Compute chi-square association between two categorical variables

Performs a Pearson chi-square test of independence on the pairwise-complete observations of two categorical variables. Returns the test statistic, p-value, degrees of freedom, and the contingency table used.

Usage

compute_assoc(
  x,
  y,
  correct = FALSE,
  simulate_p = FALSE,
  B = 2000L,
  x_name = NULL,
  y_name = NULL
)

Arguments

x: A factor, character, or logical vector.
y: A factor, character, or logical vector of the same length as x.
correct: Logical. Whether to apply Yates' continuity correction for 2x2 tables. Default FALSE to keep results comparable with effect size formulas that do not incorporate the correction (Agresti, 2002, p. 77).
simulate_p: Logical. If TRUE, the p-value is estimated by Monte Carlo simulation. Recommended when expected cell frequencies are small. Default FALSE.
B: Integer. Monte Carlo resamples when simulate_p = TRUE. Default 2000L.
x_name, y_name: Optional character. Variable names used in warning messages to identify which pair triggered a sparsity warning. If NULL (default), the names are deparsed from the call. Primarily used internally by build_graph; users do not normally supply these.

Value

A named list with:

statistic: The chi-square test statistic.
p_value: The p-value of the test.
df: Degrees of freedom (NA under simulate_p = TRUE).
n: Number of pairwise-complete observations.
table: The contingency table.
type: Table type from detect_type.

Details

Rows with NA in either x or y are removed before tabulation (pairwise deletion).
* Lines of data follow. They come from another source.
//! Shell test-runner adapter.
//!
//! Runs the configured test command through `sh -c` in the project directory,
//! captures output, and enforces the per-run timeout by killing the child on
//! expiry. Timeout is a reported outcome; only failure to launch is an error.

use std::process::Stdio;
use std::time::{Duration, Instant};

use async_trait::async_trait;
use tokio::process::Command;
use tokio::time::timeout;
use tracing::{debug, warn};

use crate::domain::ports::{RunOutput, RunnerError, TestRunner};

/// Executes test commands as child shell processes.
#[derive(Debug, Default, Clone, Copy)]
pub struct ShellRunner;

impl ShellRunner {
    pub fn new() -> Self {
        Self
    }
}

#[async_trait]
impl TestRunner for ShellRunner {
    async fn run(
        &self,
        command: &str,
        working_dir: &str,
        run_timeout: Duration,
    ) -> Result<RunOutput, RunnerError> {
        debug!(command = %command, dir = %working_dir, "Launching test command");
        let started = Instant::now();

        let mut child = Command::new("sh")
            .arg("-c")
            .arg(command)
            .current_dir(working_dir)
            .stdin(Stdio::null())
            .stdout(Stdio::piped())
            .stderr(Stdio::piped())
            .kill_on_drop(true)
            .spawn()
            .map_err(|e| {
                RunnerError::Infrastructure(format!("failed to spawn '{command}': {e}"))
            })?;

        match timeout(run_timeout, child.wait_with_output()).await {
            Ok(Ok(output)) => {
                let duration_sec = started.elapsed().as_secs_f64();
                debug!(
                    exit_code = ?output.status.code(),
                    duration_sec,
                    "Test command finished"
                );
                Ok(RunOutput {
                    exit_code: output.status.code(),
                    stdout: String::from_utf8_lossy(&output.stdout).into_owned(),
                    stderr: String::from_utf8_lossy(&output.stderr).into_owned(),
                    duration_sec,
                    timed_out: false,
                })
            }
            Ok(Err(e)) => Err(RunnerError::Infrastructure(format!(
                "failed to collect output of '{command}': {e}"
            ))),
            Err(_elapsed) => {
                // The child is killed by kill_on_drop when the future holding
                // it is dropped on timeout.
                warn!(
                    command = %command,
                    timeout_sec = run_timeout.as_secs(),
                    "Test command timed out; child killed"
                );
                Ok(RunOutput {
                    exit_code: None,
                    stdout: String::new(),
                    stderr: format!(
                        "test command timed out after {}s and was killed",
                        run_timeout.as_secs()
                    ),
                    duration_sec: started.elapsed().as_secs_f64(),
                    timed_out: true,
                })
            }
        }
    }
}

#[cfg(test)]
mod tests {
    use super::*;

    #[tokio::test]
    async fn captures_exit_code_and_stdout() {
        let runner = ShellRunner::new();
        let output = runner
            .run("echo hello && exit 0", ".", Duration::from_secs(10))
            .await
            .expect("run");

        assert_eq!(output.exit_code, Some(0));
        assert!(output.stdout.contains("hello"));
        assert!(!output.timed_out);
    }

    #[tokio::test]
    async fn reports_nonzero_exit() {
        let runner = ShellRunner::new();
        let output = runner
            .run("echo boom >&2; exit 3", ".", Duration::from_secs(10))
            .await
            .expect("run");

        assert_eq!(output.exit_code, Some(3));
        assert!(output.stderr.contains("boom"));
    }

    #[tokio::test]
    async fn times_out_and_kills_the_child() {
        let runner = ShellRunner::new();
        let started = Instant::now();
        let output = runner
            .run("sleep 30", ".", Duration::from_millis(200))
            .await
            .expect("run");

        assert!(output.timed_out);
        assert_eq!(output.exit_code, None);
        // The timeout fired, not the sleep finishing.
        assert!(started.elapsed() < Duration::from_secs(10));
    }

    #[tokio::test]
    async fn unlaunchable_directory_is_infrastructure_error() {
        let runner = ShellRunner::new();
        let result = runner
            .run("true", "/nonexistent/directory/for/covlift", Duration::from_secs(5))
            .await;

        assert!(matches!(result, Err(RunnerError::Infrastructure(_))));
    }
}
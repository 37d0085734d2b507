//! Implementation of the `covlift init` command.

use std::path::PathBuf;

use anyhow::{Context, Result};
use clap::Args;
use tokio::fs;

use crate::cli::output::{output, CommandOutput};

#[derive(Args, Debug)]
pub struct InitArgs {
    /// Force reinitialization even if already initialized
    #[arg(long, short)]
    pub force: bool,

    /// Target directory (defaults to current directory)
    #[arg(default_value = ".")]
    pub path: PathBuf,
}

#[derive(Debug, serde::Serialize)]
pub struct InitOutput {
    pub success: bool,
    pub message: String,
    pub config_path: PathBuf,
}

impl CommandOutput for InitOutput {
    fn to_human(&self) -> String {
        if self.success {
            format!(
                "{}\n\nEdit {} to point at your project's test command and coverage reports.",
                self.message,
                self.config_path.display()
            )
        } else {
            self.message.clone()
        }
    }

    fn to_json(&self) -> serde_json::Value {
        serde_json::to_value(self).unwrap_or_default()
    }
}

const CONFIG_TEMPLATE: &str = r#"# covlift configuration
#
# Values omitted here fall back to built-in defaults; environment variables
# prefixed COVLIFT_ (e.g. COVLIFT_GOAL__DESIRED_COVERAGE) override everything.

project:
  # Test file that accepted candidates are spliced into.
  test_file: tests/test_app.py
  # Command that runs the suite and writes the coverage report(s).
  test_command: pytest --cov=app --cov-report=xml --timeout=30
  test_command_dir: .
  # One entry per module for multi-module suites; unioned per measurement.
  report_paths:
    - coverage.xml
  # cobertura or lcov
  coverage_format: cobertura

goal:
  desired_coverage: 80.0
  max_iterations: 5
  max_run_time_sec: 1800
  max_tests_per_run: 4
  # strict_increase rejects passing tests that cover nothing new;
  # no_regression accepts them.
  coverage_gate: strict_increase

runner:
  timeout_sec: 300

oracle:
  endpoint: http://localhost:8700/v1/generate

ledger:
  path: .covlift/attempts.db

logging:
  level: info
  format: pretty
"#;

pub async fn execute(args: InitArgs, json_mode: bool) -> Result<()> {
    let target = if args.path.is_absolute() {
        args.path.clone()
    } else {
        std::env::current_dir()
            .context("Failed to get current directory")?
            .join(&args.path)
    };

    let covlift_dir = target.join(".covlift");
    let config_path = covlift_dir.join("config.yaml");

    if config_path.exists() && !args.force {
        let data = InitOutput {
            success: false,
            message: "Project already initialized. Use --force to overwrite the config."
                .to_string(),
            config_path,
        };
        output(&data, json_mode);
        return Ok(());
    }

    fs::create_dir_all(&covlift_dir)
        .await
        .context("Failed to create .covlift directory")?;
    fs::write(&config_path, CONFIG_TEMPLATE)
        .await
        .context("Failed to write config template")?;

    let data = InitOutput {
        success: true,
        message: format!("Initialized covlift in {}", target.display()),
        config_path,
    };
    output(&data, json_mode);
    Ok(())
}
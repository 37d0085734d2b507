//! CLI layer.

pub mod commands;
pub mod output;
pub mod types;

pub use output::{handle_error, output, CommandOutput};
pub use types::{Cli, Commands};
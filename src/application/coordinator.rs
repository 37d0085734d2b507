//! Run coordination.
//!
//! Owns startup wiring: adapters are constructed from validated
//! configuration, the baseline is measured (fatal on failure — a broken
//! baseline means no later measurement can be trusted), and the iteration
//! controller is handed ownership of the loop. The final state, the full
//! attempt sequence, and the final test-file content are returned for the
//! host to render.

use std::sync::Arc;
use std::time::{Duration, SystemTime};

use anyhow::{bail, Context, Result};
use tracing::info;

use crate::domain::models::{AttemptRecord, Config, CoverageReport};
use crate::domain::ports::{AttemptLedger, TestRunner};
use crate::infrastructure::ledger::SqliteLedger;
use crate::infrastructure::oracle::HttpOracle;
use crate::infrastructure::runner::ShellRunner;
use crate::services::{
    CandidateValidator, ControllerSettings, CoverageProcessor, InsertionResolver,
    IterationController, RunReport, TestFileHandle, ValidatorSettings,
};

/// Everything the host needs to render the outcome of a run.
pub struct RunSummary {
    pub report: RunReport,
    /// Coverage percentage measured before the first candidate.
    pub baseline_percentage: f64,
    /// Attempts made by this run, in order. The ledger itself also holds
    /// records from earlier runs against the same project.
    pub attempts: Vec<AttemptRecord>,
    /// Content of the test file after the run (baseline plus every accepted
    /// candidate).
    pub final_test_file: String,
}

/// Wires adapters to the core and drives one full run.
pub struct RunCoordinator {
    config: Config,
}

impl RunCoordinator {
    pub fn new(config: Config) -> Self {
        Self { config }
    }

    /// Run the suite once and parse the resulting coverage artifacts.
    ///
    /// Any failure here is fatal to a run: a baseline that cannot be
    /// measured means the environment cannot produce trustworthy numbers.
    pub async fn measure_baseline(&self) -> Result<CoverageReport> {
        let runner = ShellRunner::new();
        let processor = self.processor();
        let project = &self.config.project;

        info!(command = %project.test_command, "Measuring baseline coverage");
        let started = SystemTime::now();
        let output = runner
            .run(
                &project.test_command,
                &project.test_command_dir,
                Duration::from_secs(self.config.runner.timeout_sec),
            )
            .await
            .context("baseline test run could not be launched")?;

        if output.timed_out {
            bail!(
                "baseline test run exceeded the {}s timeout",
                self.config.runner.timeout_sec
            );
        }
        if output.exit_code != Some(0) {
            bail!(
                "baseline test suite is failing (exit code {:?}); fix the suite before generating tests:\n{}",
                output.exit_code,
                AttemptRecord::summarize_failure(&output.combined_output())
            );
        }

        let baseline = processor
            .parse(&project.report_paths, output.duration_sec, Some(started))
            .context("baseline coverage report could not be parsed")?;

        info!(
            percentage = baseline.percentage,
            coverable = baseline.coverable_lines.len(),
            "Baseline measured"
        );
        Ok(baseline)
    }

    /// Execute the full generate-validate loop.
    pub async fn execute(&self) -> Result<RunSummary> {
        let baseline = self.measure_baseline().await?;
        let baseline_percentage = baseline.percentage;

        let ledger: Arc<dyn AttemptLedger> = Arc::new(
            SqliteLedger::connect(&self.config.ledger.path)
                .await
                .context("attempt ledger could not be opened")?,
        );
        let prior_attempts = ledger
            .read_all()
            .await
            .context("attempt ledger could not be read")?
            .len();
        let oracle =
            Arc::new(HttpOracle::new(&self.config.oracle).context("oracle adapter")?);

        let validator = CandidateValidator::new(
            Arc::new(ShellRunner::new()),
            Arc::new(self.processor()),
            InsertionResolver::new(self.config.resolver.clone()),
            ValidatorSettings {
                test_command: self.config.project.test_command.clone(),
                test_command_dir: self.config.project.test_command_dir.clone(),
                report_paths: self.config.project.report_paths.clone(),
                run_timeout: Duration::from_secs(self.config.runner.timeout_sec),
                runs_per_candidate: self.config.goal.runs_per_candidate,
                coverage_gate: self.config.goal.coverage_gate,
            },
        );

        let controller = IterationController::new(
            oracle,
            validator,
            Arc::clone(&ledger),
            ControllerSettings {
                desired_coverage: self.config.goal.desired_coverage,
                max_iterations: self.config.goal.max_iterations,
                max_run_time: Duration::from_secs(self.config.goal.max_run_time_sec),
                max_tests_per_run: self.config.goal.max_tests_per_run,
                failed_attempts_in_context: self.config.oracle.failed_attempts_in_context,
                test_file_path: self.config.project.test_file.clone(),
            },
        );

        let test_file = TestFileHandle::new(&self.config.project.test_file);
        let report = controller.run(&test_file, baseline).await;

        let mut attempts = ledger
            .read_all()
            .await
            .context("attempt ledger could not be read back")?;
        let attempts = attempts.split_off(prior_attempts.min(attempts.len()));
        let final_test_file = test_file
            .read()
            .context("final test file could not be read")?;

        Ok(RunSummary {
            report,
            baseline_percentage,
            attempts,
            final_test_file,
        })
    }

    fn processor(&self) -> CoverageProcessor {
        CoverageProcessor::new(
            self.config.project.coverage_format,
            self.config.project.file_filter.clone(),
        )
    }
}
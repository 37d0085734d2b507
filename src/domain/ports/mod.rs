//! Port traits for external collaborators.
//!
//! The core consumes these interfaces; infrastructure provides the adapters.

pub mod ledger;
pub mod oracle;
pub mod runner;

pub use ledger::{AttemptLedger, InMemoryLedger, LedgerError};
pub use oracle::{FailedAttemptContext, GenerationContext, GenerationOracle, OracleError};
pub use runner::{RunOutput, RunnerError, TestRunner};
Two warning conditions are checked:

Any expected count < 5 (Cochran, 1954): a minor sparsity warning. Consider simulate_p = TRUE.
Severe sparsity - either more than 20% of cells have expected count < 5, or in a table of minimum dimension \(\geq 3\) the observations-to-cells ratio is below 5. In this regime the chi-square approximation is unreliable and Cramer's V becomes numerically unstable, especially in its classical (uncorrected) form. Consider collapsing categories, enabling bias correction (corrected = TRUE in effect_size), or using simulate_p = TRUE.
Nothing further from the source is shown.